En même temps qu’on soumettait à de misérables séductions les protestans besoigneux, rien n’était épargné pour ramener au catholicisme ceux qu’on avait cru devoir, à raison de leur obstination ou de quelque motif particulier, faire enfermer à la Bastille. La correspondance de M. de Besmaux est là-dessus très explicite. Le 4 mars 1686, il prévenait La Reynie qu’un des prêtres admis à la Bastille pour la conversion des prisonniers pressait fort M. Masclary, M. de Bessé et sa femme, et en espérait beaucoup. « Je m’y appliquerai de mon mieux, ajoutait-il, et vous avertirai de la suite. » De la part d’un commandant de citadelle, cette application était au moins singulière. Sur ces entrefaites, un exempt de robe courte avait reçu je ne sais quel ordre concernant Mme de Bessé. « Je vous supplie, écrit alors Besmaux à La Reynie, que M. Auzillon n’exécute pas l’ordre qu’il a pour Mme de Bessé. M. l’abbé de Lamon l’a mise à la raison, aussi bien que son mari. Tous deux méritent de la louange d’avoir très fort combattu et d’avoir pris cette résolution. Mme de Bourneau, aussi éclairée que Mme de Bessé, est de la partie, et si M. (l’abbé) Gervais a le loisir, vous saurez bientôt l’exécution. Je lui écris. » Veut-on avoir une idée des complications et des contradictions où cette malheureuse affaire avait jeté le gouvernement?
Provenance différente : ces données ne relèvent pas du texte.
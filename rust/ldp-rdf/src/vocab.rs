//! Vocabulary terms used by access rules and response metadata.

/// Web Access Control vocabulary, extended with `Create` and `Delete` modes.
pub mod acl {
    use crate::NamedNode;

    /// Namespace of the vocabulary
    pub const NAMESPACE: &str = "http://www.w3.org/ns/auth/acl#";

    /// Class of authorization rules
    pub const AUTHORIZATION: NamedNode =
        NamedNode::from_static("http://www.w3.org/ns/auth/acl#Authorization");
    /// Resource a rule applies to
    pub const ACCESS_TO: NamedNode = NamedNode::from_static("http://www.w3.org/ns/auth/acl#accessTo");
    /// Container whose members inherit a rule
    pub const DEFAULT: NamedNode = NamedNode::from_static("http://www.w3.org/ns/auth/acl#default");
    /// Mode granted by a rule
    pub const MODE: NamedNode = NamedNode::from_static("http://www.w3.org/ns/auth/acl#mode");
    /// Exact agent a rule grants to
    pub const AGENT: NamedNode = NamedNode::from_static("http://www.w3.org/ns/auth/acl#agent");
    /// Class of agents a rule grants to
    pub const AGENT_CLASS: NamedNode =
        NamedNode::from_static("http://www.w3.org/ns/auth/acl#agentClass");
    /// Group of agents a rule grants to
    pub const AGENT_GROUP: NamedNode =
        NamedNode::from_static("http://www.w3.org/ns/auth/acl#agentGroup");
    /// Origin a rule grants to
    pub const ORIGIN: NamedNode = NamedNode::from_static("http://www.w3.org/ns/auth/acl#origin");
    /// Every agent that presents a WebID
    pub const AUTHENTICATED_AGENT: NamedNode =
        NamedNode::from_static("http://www.w3.org/ns/auth/acl#AuthenticatedAgent");

    /// Read mode
    pub const READ: NamedNode = NamedNode::from_static("http://www.w3.org/ns/auth/acl#Read");
    /// Write mode
    pub const WRITE: NamedNode = NamedNode::from_static("http://www.w3.org/ns/auth/acl#Write");
    /// Append mode
    pub const APPEND: NamedNode = NamedNode::from_static("http://www.w3.org/ns/auth/acl#Append");
    /// Create mode
    pub const CREATE: NamedNode = NamedNode::from_static("http://www.w3.org/ns/auth/acl#Create");
    /// Delete mode
    pub const DELETE: NamedNode = NamedNode::from_static("http://www.w3.org/ns/auth/acl#Delete");
    /// Control mode, for managing the rules themselves
    pub const CONTROL: NamedNode = NamedNode::from_static("http://www.w3.org/ns/auth/acl#Control");
}

/// Friend-of-a-friend vocabulary.
pub mod foaf {
    use crate::NamedNode;

    /// Namespace of the vocabulary
    pub const NAMESPACE: &str = "http://xmlns.com/foaf/0.1/";

    /// Every agent, authenticated or not
    pub const AGENT: NamedNode = NamedNode::from_static("http://xmlns.com/foaf/0.1/Agent");
}

/// Server-internal HTTP metadata terms.
pub mod http {
    use crate::NamedNode;

    /// Namespace of the vocabulary
    pub const NAMESPACE: &str = "urn:ldp:http:";

    /// Numeric status code of a response
    pub const STATUS_CODE_NUMBER: NamedNode = NamedNode::from_static("urn:ldp:http:statusCodeNumber");
}

/// Ticket negotiation terms.
pub mod auth {
    use crate::NamedNode;

    /// Namespace of the vocabulary
    pub const NAMESPACE: &str = "urn:ldp:auth:";

    /// The resource a ticket has to name
    pub const TICKET_SUBJECT: NamedNode = NamedNode::from_static("urn:ldp:auth:ticketSubject");
    /// A mode a ticket has to grant
    pub const TICKET_NEEDS: NamedNode = NamedNode::from_static("urn:ldp:auth:ticketNeeds");
}

/// Media annotations vocabulary.
pub mod ma {
    use crate::NamedNode;

    /// Namespace of the vocabulary
    pub const NAMESPACE: &str = "http://www.w3.org/ns/ma-ont#";

    /// Content type of a representation
    pub const FORMAT: NamedNode = NamedNode::from_static("http://www.w3.org/ns/ma-ont#format");
}

/// XML Schema datatypes.
pub mod xsd {
    use crate::NamedNode;

    /// Namespace of the vocabulary
    pub const NAMESPACE: &str = "http://www.w3.org/2001/XMLSchema#";

    /// Integers
    pub const INTEGER: NamedNode = NamedNode::from_static("http://www.w3.org/2001/XMLSchema#integer");
    /// Strings
    pub const STRING: NamedNode = NamedNode::from_static("http://www.w3.org/2001/XMLSchema#string");
}
//! HTTP errors and the mapping from failures to status codes.

use std::{backtrace::Backtrace, backtrace::BacktraceStatus, borrow::Cow};

use http::StatusCode;
use ldp_authorization::AuthorizationError;
use ldp_common::UnsupportedInputError;
use serde::Serialize;
use thiserror::Error;

/// Classification of HTTP errors.
///
/// Each kind maps to an HTTP status code via [`HttpErrorKind::status_code`].
#[derive(Debug, Clone, Copy, PartialEq, Eq, Hash, Serialize)]
pub enum HttpErrorKind {
    // 4xx
    /// The request is malformed
    BadRequest,
    /// The requester must authenticate
    Unauthorized,
    /// The requester is not allowed to do this
    Forbidden,
    /// The resource does not exist
    NotFound,
    /// The method is not supported on the resource
    MethodNotAllowed,
    /// No representation matches the preferences
    NotAcceptable,
    /// The request conflicts with the state of the resource
    Conflict,
    /// A precondition of the request does not hold
    PreconditionFailed,
    /// The content type of the input is not supported
    UnsupportedMediaType,

    // 5xx
    /// Something went wrong on the server
    Internal,
    /// The server does not implement the requested functionality
    NotImplemented,
}

impl HttpErrorKind {
    /// Get the HTTP status code for this kind.
    pub fn status_code(&self) -> StatusCode {
        match self {
            HttpErrorKind::BadRequest => StatusCode::BAD_REQUEST,
            HttpErrorKind::Unauthorized => StatusCode::UNAUTHORIZED,
            HttpErrorKind::Forbidden => StatusCode::FORBIDDEN,
            HttpErrorKind::NotFound => StatusCode::NOT_FOUND,
            HttpErrorKind::MethodNotAllowed => StatusCode::METHOD_NOT_ALLOWED,
            HttpErrorKind::NotAcceptable => StatusCode::NOT_ACCEPTABLE,
            HttpErrorKind::Conflict => StatusCode::CONFLICT,
            HttpErrorKind::PreconditionFailed => StatusCode::PRECONDITION_FAILED,
            HttpErrorKind::UnsupportedMediaType => StatusCode::UNSUPPORTED_MEDIA_TYPE,
            HttpErrorKind::Internal => StatusCode::INTERNAL_SERVER_ERROR,
            HttpErrorKind::NotImplemented => StatusCode::NOT_IMPLEMENTED,
        }
    }

    /// The name errors of this kind carry.
    pub fn name(&self) -> &'static str {
        match self {
            HttpErrorKind::BadRequest => "BadRequestHttpError",
            HttpErrorKind::Unauthorized => "UnauthorizedHttpError",
            HttpErrorKind::Forbidden => "ForbiddenHttpError",
            HttpErrorKind::NotFound => "NotFoundHttpError",
            HttpErrorKind::MethodNotAllowed => "MethodNotAllowedHttpError",
            HttpErrorKind::NotAcceptable => "NotAcceptableHttpError",
            HttpErrorKind::Conflict => "ConflictHttpError",
            HttpErrorKind::PreconditionFailed => "PreconditionFailedHttpError",
            HttpErrorKind::UnsupportedMediaType => "UnsupportedMediaTypeHttpError",
            HttpErrorKind::Internal => "InternalServerError",
            HttpErrorKind::NotImplemented => "NotImplementedHttpError",
        }
    }
}

/// A failure on its way to becoming a response.
///
/// Carries a [`HttpErrorKind`] (and so a status code), a name, a message and
/// optionally a trace describing where the failure happened. Whether the
/// trace is ever shown to the client is decided by the error handlers.
#[derive(Error, Debug, Clone, PartialEq, Eq)]
#[error("{name}: {message}")]
pub struct HttpError {
    kind: HttpErrorKind,
    name: Cow<'static, str>,
    message: String,
    trace: Option<String>,
}

impl HttpError {
    /// Create an error of the given kind.
    pub fn new(kind: HttpErrorKind, message: impl Into<String>) -> Self {
        Self {
            kind,
            name: Cow::Borrowed(kind.name()),
            message: message.into(),
            trace: None,
        }
    }

    /// An unclassified failure: named `Error`, answered with a 500.
    pub fn generic(message: impl Into<String>) -> Self {
        Self {
            name: Cow::Borrowed("Error"),
            ..Self::new(HttpErrorKind::Internal, message)
        }
    }

    /// Classify an arbitrary error with [`status_code_of`]. The result keeps
    /// the original message. Unclassified errors get a trace of the call
    /// site when backtraces are enabled.
    pub fn from_error(error: &(dyn std::error::Error + 'static)) -> Self {
        if let Some(error) = error.downcast_ref::<HttpError>() {
            return error.clone();
        }
        if let Some(error) = error.downcast_ref::<AuthorizationError>() {
            return error.clone().into();
        }
        if let Some(error) = error.downcast_ref::<UnsupportedInputError>() {
            return error.clone().into();
        }
        Self::generic(error.to_string()).capture_trace()
    }

    /// Attach a trace.
    pub fn with_trace(mut self, trace: impl Into<String>) -> Self {
        self.trace = Some(trace.into());
        self
    }

    /// Attach a backtrace of the current call site, when backtraces are
    /// enabled for the process.
    pub fn capture_trace(self) -> Self {
        let backtrace = Backtrace::capture();
        match backtrace.status() {
            BacktraceStatus::Captured => {
                let trace = format!("{self}\n{backtrace}");
                self.with_trace(trace)
            }
            _ => self,
        }
    }

    /// The kind of this error.
    pub fn kind(&self) -> HttpErrorKind {
        self.kind
    }

    /// The status code responses to this error carry.
    pub fn status_code(&self) -> StatusCode {
        self.kind.status_code()
    }

    /// The name of this error.
    pub fn name(&self) -> &str {
        &self.name
    }

    /// The message of this error.
    pub fn message(&self) -> &str {
        &self.message
    }

    /// The trace of this error, if one was attached.
    pub fn trace(&self) -> Option<&str> {
        self.trace.as_deref()
    }

    // Convenience constructors for common errors

    /// The request is malformed.
    pub fn bad_request(message: impl Into<String>) -> Self {
        Self::new(HttpErrorKind::BadRequest, message)
    }

    /// The resource does not exist.
    pub fn not_found(message: impl Into<String>) -> Self {
        Self::new(HttpErrorKind::NotFound, message)
    }

    /// No representation matches the preferences.
    pub fn not_acceptable(message: impl Into<String>) -> Self {
        Self::new(HttpErrorKind::NotAcceptable, message)
    }

    /// The content type of the input is not supported.
    pub fn unsupported_media_type(message: impl Into<String>) -> Self {
        Self::new(HttpErrorKind::UnsupportedMediaType, message)
    }

    /// Something went wrong on the server.
    pub fn internal(message: impl Into<String>) -> Self {
        Self::new(HttpErrorKind::Internal, message)
    }
}

/// Map any error to the status code a response to it should carry.
///
/// Errors of this workspace map according to their kind; anything else is
/// an internal server error.
pub fn status_code_of(error: &(dyn std::error::Error + 'static)) -> StatusCode {
    HttpError::from_error(error).status_code()
}

impl From<UnsupportedInputError> for HttpError {
    fn from(value: UnsupportedInputError) -> Self {
        HttpError::new(HttpErrorKind::NotImplemented, value.0)
    }
}

impl From<AuthorizationError> for HttpError {
    fn from(value: AuthorizationError) -> Self {
        let kind = match &value {
            AuthorizationError::Unsupported(_) | AuthorizationError::UnknownMode(_) => {
                HttpErrorKind::BadRequest
            }
            AuthorizationError::Unauthorized { .. } => HttpErrorKind::Unauthorized,
            AuthorizationError::Forbidden { .. } => HttpErrorKind::Forbidden,
            AuthorizationError::Store { .. } => HttpErrorKind::Internal,
        };
        HttpError::new(kind, value.to_string())
    }
}

impl From<serde_json::Error> for HttpError {
    fn from(value: serde_json::Error) -> Self {
        HttpError::internal(format!("Could not serialize error: {value}"))
    }
}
A la même époque, Louvois conjurait M. de Barillon, ambassadeur en Angleterre, de décider les ouvriers français qui s’y étaient réfugiés pour cause de religion à rentrer en France, et M. de Barillon lui répondait (9 janvier 1687) qu’il s’y employait de son mieux, mais que les Anglais ne négligeaient rien de leur côté pour les retenir. Le 7 août suivant, l’ambassadeur annonçait à Louvois, comme une victoire, qu’il avait déterminé trois ouvriers papetiers à rentrer en France. Fallait-il donc commettre tant d’iniquités pour faire ensuite, parce qu’on avait besoin d’eux, de telles avances à des artisans que la crainte de la confiscation et de la mort n’avait pas empêchés d’aller chercher du travail hors de leur pays?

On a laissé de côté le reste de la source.